TASK>
Work out how many lines in the data hold the word "Failed", and reply with that number only.

RAW DATA>

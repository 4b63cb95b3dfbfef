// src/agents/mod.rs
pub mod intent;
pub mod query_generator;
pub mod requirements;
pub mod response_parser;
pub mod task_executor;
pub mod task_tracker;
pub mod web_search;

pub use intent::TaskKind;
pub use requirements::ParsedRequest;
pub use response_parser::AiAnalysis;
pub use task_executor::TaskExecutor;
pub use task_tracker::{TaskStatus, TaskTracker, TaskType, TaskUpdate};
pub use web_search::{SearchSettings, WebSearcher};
...
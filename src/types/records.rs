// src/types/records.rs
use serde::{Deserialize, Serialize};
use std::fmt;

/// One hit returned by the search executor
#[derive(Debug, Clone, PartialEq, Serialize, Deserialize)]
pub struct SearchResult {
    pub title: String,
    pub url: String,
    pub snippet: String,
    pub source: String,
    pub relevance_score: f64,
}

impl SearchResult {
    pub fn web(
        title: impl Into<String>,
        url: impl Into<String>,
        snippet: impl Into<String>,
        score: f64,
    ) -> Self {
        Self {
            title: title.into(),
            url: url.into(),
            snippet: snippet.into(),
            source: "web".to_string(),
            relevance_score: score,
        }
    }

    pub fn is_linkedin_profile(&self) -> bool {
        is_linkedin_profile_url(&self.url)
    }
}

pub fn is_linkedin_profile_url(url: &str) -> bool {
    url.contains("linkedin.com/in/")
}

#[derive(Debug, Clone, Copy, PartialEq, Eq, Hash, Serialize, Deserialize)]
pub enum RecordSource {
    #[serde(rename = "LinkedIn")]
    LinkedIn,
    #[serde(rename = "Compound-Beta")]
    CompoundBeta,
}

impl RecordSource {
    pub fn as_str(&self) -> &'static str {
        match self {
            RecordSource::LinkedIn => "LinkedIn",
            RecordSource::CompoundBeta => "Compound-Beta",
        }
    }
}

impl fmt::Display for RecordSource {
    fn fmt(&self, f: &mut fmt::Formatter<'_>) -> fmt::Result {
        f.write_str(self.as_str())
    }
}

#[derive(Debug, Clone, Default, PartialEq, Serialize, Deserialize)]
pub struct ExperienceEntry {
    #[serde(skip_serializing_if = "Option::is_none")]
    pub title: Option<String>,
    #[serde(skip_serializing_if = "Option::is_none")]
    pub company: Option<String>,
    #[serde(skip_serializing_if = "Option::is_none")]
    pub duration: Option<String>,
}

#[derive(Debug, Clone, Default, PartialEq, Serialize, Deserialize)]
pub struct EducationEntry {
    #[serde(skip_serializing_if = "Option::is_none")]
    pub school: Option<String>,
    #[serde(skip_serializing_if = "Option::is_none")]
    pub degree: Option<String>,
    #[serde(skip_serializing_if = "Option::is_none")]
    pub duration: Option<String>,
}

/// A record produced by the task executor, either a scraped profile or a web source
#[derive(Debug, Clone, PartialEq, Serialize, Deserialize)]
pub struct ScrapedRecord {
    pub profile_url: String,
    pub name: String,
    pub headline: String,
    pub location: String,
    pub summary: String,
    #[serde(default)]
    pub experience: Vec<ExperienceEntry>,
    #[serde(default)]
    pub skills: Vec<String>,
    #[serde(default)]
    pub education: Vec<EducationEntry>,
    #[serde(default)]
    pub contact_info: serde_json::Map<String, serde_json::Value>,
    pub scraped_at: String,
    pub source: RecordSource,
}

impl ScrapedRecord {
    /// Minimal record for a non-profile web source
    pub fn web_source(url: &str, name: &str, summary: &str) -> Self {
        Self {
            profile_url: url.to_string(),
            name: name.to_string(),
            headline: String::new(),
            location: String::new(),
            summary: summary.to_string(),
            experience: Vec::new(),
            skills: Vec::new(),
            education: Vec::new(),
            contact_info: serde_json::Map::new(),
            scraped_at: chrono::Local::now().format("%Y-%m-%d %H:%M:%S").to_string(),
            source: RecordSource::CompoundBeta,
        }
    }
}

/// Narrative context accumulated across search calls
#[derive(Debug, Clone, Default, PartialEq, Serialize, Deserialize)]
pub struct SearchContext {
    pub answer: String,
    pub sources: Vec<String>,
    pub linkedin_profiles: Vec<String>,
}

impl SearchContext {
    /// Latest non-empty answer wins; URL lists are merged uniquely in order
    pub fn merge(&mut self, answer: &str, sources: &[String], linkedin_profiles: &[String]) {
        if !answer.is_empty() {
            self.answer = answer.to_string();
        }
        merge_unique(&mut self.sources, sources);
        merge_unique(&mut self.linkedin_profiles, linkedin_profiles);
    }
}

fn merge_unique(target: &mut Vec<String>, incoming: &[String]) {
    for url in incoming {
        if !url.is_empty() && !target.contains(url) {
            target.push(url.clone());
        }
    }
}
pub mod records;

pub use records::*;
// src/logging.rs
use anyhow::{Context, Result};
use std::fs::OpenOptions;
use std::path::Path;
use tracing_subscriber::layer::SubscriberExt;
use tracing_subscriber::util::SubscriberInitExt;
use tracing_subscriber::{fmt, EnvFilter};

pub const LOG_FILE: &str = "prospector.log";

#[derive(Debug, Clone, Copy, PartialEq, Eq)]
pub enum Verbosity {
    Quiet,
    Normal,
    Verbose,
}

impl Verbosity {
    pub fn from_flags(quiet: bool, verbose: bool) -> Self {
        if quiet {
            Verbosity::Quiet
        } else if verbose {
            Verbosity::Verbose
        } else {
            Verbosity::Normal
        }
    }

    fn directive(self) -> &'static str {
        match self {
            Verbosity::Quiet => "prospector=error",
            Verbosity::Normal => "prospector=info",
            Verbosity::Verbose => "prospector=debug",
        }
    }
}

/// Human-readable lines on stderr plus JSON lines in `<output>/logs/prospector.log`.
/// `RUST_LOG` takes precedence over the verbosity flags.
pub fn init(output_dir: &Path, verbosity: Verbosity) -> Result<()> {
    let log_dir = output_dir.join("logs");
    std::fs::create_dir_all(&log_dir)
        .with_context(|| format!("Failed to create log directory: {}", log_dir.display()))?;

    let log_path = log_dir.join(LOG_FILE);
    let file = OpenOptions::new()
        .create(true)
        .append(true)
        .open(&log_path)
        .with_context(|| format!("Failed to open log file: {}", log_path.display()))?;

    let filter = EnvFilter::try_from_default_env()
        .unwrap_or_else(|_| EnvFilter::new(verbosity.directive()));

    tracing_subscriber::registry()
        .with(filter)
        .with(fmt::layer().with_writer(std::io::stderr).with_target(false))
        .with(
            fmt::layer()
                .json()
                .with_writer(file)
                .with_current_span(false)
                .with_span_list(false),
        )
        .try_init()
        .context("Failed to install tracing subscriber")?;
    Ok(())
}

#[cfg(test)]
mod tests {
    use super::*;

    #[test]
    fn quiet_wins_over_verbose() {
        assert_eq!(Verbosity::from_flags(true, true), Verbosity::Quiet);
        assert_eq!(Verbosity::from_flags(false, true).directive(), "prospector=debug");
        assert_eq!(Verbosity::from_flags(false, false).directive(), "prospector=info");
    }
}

SOLVED EXERCISE>
3